- [How to complete this task] Here is the task for the records below: repeat exactly the lines from the one with "filename integration-tests/src/lib.rs" to the one with "sentences, and no", both included, and nothing else.
[Information supplied — start]
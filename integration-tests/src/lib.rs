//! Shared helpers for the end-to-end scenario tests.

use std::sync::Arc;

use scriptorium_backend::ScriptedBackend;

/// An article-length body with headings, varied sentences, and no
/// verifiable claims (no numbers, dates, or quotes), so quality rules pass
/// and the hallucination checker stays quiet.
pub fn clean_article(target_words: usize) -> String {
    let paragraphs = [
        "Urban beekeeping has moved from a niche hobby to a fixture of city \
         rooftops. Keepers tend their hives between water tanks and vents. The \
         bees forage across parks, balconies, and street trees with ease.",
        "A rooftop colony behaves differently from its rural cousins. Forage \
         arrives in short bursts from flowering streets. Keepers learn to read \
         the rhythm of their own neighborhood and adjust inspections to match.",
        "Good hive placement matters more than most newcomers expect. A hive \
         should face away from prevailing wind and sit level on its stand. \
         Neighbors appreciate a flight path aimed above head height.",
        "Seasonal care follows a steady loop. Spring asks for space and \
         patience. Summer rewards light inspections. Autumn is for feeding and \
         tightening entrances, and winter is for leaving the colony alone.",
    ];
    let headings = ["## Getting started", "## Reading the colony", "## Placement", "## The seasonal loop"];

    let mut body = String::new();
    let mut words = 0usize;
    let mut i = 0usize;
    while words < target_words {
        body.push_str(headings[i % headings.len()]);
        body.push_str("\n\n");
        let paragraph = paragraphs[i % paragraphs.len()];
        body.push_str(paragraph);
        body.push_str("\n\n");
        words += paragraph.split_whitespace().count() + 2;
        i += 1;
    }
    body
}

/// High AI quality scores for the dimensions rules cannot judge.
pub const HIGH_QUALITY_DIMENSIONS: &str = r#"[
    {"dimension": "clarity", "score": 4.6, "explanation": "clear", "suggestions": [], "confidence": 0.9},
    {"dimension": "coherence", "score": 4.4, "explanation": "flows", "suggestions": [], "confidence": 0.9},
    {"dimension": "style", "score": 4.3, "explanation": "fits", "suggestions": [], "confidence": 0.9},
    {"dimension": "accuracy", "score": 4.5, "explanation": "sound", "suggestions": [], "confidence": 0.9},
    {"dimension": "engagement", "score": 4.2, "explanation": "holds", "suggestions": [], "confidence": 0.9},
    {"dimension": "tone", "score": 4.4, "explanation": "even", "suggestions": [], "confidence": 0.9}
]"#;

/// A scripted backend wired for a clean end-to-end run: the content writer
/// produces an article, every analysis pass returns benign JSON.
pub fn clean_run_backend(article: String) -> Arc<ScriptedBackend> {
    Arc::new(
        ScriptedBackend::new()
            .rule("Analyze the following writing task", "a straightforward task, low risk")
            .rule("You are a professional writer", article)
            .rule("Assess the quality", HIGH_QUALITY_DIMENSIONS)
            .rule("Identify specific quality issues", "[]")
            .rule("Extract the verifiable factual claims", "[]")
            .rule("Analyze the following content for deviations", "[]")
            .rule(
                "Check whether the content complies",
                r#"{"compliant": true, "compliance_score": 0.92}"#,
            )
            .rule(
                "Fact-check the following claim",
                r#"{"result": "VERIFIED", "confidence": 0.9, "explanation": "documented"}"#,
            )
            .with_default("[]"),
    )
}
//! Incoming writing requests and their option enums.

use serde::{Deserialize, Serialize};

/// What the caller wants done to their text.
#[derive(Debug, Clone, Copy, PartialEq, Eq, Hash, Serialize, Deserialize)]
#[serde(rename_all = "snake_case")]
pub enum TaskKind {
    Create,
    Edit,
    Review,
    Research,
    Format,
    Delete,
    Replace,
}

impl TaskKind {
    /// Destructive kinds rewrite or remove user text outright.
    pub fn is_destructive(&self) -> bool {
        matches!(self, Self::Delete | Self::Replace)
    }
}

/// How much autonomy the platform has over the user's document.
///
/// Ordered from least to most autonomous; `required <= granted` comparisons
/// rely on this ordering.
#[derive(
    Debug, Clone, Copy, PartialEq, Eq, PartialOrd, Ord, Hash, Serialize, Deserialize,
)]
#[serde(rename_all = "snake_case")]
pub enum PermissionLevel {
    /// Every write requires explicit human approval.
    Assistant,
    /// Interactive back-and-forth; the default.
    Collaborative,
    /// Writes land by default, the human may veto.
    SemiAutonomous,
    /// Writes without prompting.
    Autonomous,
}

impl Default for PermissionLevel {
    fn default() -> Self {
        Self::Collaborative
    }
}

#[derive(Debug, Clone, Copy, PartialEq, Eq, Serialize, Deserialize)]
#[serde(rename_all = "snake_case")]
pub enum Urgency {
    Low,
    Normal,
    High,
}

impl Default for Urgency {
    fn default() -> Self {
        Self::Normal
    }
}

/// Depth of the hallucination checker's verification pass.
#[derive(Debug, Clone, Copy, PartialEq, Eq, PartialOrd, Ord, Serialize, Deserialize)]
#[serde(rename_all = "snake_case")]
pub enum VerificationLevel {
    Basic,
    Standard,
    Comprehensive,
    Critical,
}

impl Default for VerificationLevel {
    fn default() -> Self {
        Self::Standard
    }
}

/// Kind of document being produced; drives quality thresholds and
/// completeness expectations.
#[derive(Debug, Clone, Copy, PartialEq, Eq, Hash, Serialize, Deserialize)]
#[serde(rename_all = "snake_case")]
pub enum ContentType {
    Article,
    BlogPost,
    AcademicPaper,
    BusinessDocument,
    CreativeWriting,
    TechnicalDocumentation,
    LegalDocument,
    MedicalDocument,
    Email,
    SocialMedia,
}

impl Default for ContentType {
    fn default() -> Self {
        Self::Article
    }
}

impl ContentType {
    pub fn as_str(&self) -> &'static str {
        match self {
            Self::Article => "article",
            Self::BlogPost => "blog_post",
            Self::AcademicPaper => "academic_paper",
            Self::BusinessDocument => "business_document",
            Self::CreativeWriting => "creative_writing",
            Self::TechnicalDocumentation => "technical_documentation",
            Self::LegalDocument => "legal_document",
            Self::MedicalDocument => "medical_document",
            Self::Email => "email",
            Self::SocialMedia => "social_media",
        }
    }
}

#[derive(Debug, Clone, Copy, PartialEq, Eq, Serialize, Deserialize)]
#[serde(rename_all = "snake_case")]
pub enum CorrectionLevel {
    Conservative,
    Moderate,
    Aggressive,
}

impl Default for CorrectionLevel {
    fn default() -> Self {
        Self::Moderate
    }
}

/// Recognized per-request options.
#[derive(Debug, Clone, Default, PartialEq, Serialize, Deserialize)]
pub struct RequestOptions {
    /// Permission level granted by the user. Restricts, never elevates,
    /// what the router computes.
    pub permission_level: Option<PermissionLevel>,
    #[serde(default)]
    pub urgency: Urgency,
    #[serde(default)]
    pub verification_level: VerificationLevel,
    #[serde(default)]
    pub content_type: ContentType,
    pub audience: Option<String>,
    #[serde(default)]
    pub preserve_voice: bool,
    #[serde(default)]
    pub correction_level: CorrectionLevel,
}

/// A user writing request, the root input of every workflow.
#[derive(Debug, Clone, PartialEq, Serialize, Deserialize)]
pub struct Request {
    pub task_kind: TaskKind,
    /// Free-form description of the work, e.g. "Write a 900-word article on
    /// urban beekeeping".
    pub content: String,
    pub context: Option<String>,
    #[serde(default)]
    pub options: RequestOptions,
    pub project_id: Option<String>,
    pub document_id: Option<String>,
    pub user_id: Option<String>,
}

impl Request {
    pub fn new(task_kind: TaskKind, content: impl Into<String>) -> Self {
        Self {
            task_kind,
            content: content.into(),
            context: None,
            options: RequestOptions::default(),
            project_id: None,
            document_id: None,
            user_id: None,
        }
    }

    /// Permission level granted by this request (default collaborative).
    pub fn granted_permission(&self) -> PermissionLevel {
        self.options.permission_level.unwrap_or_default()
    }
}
[Information supplied — finish]
[Information supplied — start]
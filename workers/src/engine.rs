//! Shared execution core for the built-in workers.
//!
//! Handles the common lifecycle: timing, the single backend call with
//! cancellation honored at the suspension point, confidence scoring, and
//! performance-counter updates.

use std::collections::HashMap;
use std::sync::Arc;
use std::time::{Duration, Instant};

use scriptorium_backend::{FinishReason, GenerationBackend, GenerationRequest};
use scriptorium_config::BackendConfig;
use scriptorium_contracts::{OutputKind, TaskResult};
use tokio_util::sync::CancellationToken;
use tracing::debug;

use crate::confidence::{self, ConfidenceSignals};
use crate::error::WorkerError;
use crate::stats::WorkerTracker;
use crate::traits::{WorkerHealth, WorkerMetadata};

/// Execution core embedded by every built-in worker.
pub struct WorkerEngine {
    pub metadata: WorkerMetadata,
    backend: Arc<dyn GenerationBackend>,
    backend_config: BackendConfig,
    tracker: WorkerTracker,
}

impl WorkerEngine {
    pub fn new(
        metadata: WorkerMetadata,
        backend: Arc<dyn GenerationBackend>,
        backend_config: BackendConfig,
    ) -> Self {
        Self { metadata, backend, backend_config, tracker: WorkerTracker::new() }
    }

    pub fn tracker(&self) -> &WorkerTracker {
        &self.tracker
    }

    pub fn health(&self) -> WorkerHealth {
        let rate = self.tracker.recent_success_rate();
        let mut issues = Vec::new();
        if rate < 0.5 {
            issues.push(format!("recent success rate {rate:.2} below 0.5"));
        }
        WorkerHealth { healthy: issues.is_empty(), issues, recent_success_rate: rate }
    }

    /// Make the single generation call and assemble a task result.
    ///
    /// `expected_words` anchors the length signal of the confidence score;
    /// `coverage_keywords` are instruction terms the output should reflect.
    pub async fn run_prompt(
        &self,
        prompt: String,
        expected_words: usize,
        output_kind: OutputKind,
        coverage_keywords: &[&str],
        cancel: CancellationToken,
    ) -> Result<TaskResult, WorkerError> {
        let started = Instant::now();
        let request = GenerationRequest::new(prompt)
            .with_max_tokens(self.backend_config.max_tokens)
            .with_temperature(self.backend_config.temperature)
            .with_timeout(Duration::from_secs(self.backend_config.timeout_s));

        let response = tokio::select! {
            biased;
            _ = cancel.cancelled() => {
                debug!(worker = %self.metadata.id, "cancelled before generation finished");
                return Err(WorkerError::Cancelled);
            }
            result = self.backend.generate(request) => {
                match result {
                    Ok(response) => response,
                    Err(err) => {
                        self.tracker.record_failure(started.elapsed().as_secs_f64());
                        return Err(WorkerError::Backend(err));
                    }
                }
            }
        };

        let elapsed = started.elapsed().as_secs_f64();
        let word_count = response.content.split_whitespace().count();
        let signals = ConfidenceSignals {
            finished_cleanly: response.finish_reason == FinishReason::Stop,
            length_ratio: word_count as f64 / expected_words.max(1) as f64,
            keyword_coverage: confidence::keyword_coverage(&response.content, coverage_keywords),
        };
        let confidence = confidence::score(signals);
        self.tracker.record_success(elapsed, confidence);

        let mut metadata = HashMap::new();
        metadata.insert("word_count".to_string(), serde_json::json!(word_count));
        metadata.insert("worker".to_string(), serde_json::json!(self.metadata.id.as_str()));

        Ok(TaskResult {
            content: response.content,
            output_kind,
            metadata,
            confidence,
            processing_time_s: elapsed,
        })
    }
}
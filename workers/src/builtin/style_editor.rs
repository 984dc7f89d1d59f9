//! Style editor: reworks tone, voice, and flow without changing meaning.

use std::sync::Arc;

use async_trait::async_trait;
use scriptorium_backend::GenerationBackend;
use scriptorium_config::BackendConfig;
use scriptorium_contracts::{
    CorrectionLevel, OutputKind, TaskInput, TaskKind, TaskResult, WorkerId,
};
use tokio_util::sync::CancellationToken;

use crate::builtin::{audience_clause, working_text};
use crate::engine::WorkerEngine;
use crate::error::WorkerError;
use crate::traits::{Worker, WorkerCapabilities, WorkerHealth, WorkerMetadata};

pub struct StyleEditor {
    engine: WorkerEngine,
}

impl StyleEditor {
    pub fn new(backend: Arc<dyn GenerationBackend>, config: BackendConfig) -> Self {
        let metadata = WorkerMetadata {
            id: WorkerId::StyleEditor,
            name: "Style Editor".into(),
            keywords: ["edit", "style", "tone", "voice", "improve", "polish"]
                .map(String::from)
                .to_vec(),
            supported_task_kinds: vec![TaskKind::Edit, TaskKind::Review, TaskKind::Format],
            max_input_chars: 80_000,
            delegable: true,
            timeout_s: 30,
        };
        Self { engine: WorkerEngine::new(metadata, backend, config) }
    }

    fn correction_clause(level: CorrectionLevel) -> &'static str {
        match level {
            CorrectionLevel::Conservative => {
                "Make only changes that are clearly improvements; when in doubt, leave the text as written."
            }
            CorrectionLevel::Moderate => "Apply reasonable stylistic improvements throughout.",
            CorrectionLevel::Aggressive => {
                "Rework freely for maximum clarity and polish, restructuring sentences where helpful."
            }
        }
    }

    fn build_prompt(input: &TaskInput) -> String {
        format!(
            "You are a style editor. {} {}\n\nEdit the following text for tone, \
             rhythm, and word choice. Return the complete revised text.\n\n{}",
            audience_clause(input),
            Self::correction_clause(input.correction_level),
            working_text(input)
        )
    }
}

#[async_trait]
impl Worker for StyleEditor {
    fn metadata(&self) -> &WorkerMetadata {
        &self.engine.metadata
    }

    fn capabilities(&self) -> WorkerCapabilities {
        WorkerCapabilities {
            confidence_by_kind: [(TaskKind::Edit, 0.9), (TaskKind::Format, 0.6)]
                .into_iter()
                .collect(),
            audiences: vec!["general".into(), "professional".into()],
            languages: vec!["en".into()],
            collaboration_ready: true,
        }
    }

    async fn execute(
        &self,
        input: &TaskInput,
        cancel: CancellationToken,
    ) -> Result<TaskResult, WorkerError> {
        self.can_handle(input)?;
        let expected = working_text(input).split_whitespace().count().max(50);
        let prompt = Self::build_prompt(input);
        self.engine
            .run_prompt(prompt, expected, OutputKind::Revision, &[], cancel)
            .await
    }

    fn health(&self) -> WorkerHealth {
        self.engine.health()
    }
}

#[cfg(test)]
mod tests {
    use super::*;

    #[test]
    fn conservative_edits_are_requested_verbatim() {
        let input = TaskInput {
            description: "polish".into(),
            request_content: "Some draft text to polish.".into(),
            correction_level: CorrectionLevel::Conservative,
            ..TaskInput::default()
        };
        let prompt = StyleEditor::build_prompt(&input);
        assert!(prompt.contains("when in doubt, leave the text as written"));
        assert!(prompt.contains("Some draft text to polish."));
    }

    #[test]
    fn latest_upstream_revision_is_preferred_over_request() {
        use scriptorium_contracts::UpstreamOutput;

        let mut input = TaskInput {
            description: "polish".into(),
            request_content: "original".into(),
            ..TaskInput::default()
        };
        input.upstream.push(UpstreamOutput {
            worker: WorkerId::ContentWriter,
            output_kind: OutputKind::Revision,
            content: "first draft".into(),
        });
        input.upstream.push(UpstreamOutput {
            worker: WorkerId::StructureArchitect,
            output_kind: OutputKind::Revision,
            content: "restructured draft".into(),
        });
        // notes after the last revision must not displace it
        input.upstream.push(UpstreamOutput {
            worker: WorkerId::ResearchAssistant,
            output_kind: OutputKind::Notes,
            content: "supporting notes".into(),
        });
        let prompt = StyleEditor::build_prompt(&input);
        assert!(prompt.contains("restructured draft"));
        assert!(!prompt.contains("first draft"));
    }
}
[Information supplied — finish]
[Information supplied — start]
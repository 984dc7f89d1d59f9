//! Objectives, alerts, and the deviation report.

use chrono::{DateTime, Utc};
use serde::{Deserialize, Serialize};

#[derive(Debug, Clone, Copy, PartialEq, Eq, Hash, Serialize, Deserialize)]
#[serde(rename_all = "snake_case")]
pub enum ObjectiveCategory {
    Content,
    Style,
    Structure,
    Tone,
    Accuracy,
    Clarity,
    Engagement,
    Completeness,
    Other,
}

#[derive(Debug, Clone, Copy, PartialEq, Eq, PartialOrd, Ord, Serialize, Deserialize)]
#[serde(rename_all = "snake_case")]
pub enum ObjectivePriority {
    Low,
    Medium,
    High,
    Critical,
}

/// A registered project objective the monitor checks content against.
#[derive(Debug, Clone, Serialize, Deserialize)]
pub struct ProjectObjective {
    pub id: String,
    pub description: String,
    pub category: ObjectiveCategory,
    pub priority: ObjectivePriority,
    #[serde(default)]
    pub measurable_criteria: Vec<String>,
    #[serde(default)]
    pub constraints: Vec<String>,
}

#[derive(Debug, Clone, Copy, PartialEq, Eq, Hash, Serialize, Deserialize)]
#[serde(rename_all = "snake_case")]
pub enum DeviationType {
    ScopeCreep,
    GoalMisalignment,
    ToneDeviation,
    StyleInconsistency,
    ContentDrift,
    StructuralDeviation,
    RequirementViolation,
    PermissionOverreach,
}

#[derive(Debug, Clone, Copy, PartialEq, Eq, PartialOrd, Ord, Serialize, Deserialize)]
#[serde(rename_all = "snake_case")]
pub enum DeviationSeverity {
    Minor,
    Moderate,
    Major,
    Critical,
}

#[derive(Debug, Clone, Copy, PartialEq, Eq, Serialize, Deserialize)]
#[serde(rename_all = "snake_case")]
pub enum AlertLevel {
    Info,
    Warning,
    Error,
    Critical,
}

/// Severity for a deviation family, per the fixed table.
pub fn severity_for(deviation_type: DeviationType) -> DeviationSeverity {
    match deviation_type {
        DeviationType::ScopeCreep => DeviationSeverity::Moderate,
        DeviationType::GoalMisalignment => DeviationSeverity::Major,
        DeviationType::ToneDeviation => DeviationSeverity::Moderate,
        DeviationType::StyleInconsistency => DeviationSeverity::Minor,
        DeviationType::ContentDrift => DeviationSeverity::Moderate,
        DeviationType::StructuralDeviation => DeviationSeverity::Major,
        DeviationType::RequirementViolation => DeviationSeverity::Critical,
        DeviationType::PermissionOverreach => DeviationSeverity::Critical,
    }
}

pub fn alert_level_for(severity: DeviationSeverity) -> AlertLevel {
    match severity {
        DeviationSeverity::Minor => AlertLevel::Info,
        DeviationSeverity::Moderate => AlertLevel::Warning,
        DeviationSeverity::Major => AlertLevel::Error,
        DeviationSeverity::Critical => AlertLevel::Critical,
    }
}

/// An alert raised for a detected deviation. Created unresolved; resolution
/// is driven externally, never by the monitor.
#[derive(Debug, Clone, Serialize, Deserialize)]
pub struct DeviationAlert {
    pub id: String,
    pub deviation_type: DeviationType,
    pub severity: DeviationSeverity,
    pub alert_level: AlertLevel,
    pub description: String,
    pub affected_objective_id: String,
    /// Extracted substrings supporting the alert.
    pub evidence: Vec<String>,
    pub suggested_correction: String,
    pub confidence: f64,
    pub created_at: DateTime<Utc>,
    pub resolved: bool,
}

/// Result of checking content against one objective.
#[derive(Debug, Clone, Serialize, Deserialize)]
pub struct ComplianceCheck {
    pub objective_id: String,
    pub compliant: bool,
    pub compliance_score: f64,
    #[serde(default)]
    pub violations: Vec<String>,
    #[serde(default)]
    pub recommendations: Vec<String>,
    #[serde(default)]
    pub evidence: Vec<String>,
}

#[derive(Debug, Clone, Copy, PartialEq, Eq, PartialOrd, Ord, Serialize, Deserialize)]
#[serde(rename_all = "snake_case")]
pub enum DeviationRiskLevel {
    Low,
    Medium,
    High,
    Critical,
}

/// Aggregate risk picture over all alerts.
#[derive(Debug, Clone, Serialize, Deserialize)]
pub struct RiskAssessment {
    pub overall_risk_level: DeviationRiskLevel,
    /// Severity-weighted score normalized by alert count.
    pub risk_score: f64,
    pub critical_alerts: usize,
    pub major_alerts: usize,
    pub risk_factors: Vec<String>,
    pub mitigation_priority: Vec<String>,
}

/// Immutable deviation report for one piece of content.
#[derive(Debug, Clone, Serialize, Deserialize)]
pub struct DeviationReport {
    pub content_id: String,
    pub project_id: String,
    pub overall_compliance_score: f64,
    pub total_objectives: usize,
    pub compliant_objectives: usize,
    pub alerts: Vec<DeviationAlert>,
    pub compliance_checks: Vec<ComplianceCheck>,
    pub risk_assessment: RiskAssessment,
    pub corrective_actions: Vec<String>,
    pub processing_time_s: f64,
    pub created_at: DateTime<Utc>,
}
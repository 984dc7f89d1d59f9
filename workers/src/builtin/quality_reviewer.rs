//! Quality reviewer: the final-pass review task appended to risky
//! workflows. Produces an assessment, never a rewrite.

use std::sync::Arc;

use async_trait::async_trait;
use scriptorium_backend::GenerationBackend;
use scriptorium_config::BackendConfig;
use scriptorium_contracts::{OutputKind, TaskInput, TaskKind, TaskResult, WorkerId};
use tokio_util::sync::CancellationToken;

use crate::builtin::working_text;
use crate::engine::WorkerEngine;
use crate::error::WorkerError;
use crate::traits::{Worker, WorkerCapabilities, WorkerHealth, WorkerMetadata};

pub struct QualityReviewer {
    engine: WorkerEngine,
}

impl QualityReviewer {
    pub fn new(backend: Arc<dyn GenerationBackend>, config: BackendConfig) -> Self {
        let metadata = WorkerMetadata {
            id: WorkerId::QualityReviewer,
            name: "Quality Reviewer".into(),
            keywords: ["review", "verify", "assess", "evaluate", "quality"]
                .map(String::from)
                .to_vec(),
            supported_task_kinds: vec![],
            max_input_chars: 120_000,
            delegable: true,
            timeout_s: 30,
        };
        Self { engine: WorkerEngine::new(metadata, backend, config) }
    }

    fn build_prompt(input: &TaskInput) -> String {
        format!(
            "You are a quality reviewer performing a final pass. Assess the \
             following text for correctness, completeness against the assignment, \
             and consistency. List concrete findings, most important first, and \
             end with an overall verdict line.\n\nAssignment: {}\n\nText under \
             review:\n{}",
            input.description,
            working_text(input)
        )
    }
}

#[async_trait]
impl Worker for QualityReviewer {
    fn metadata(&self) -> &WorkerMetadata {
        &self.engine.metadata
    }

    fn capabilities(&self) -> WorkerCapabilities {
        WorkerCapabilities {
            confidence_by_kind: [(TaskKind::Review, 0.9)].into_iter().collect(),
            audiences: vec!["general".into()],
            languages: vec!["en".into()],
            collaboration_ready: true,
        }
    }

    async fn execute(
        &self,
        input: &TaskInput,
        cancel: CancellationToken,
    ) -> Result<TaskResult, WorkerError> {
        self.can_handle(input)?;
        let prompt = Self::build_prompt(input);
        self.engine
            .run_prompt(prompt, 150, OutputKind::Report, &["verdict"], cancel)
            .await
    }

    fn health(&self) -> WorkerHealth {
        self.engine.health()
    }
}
[Information supplied — finish]
- [Output for this task]
filename integration-tests/src/lib.rs
//! Shared helpers for the end-to-end scenario tests.

use std::sync::Arc;

use scriptorium_backend::ScriptedBackend;

/// An article-length body with headings, varied sentences, and no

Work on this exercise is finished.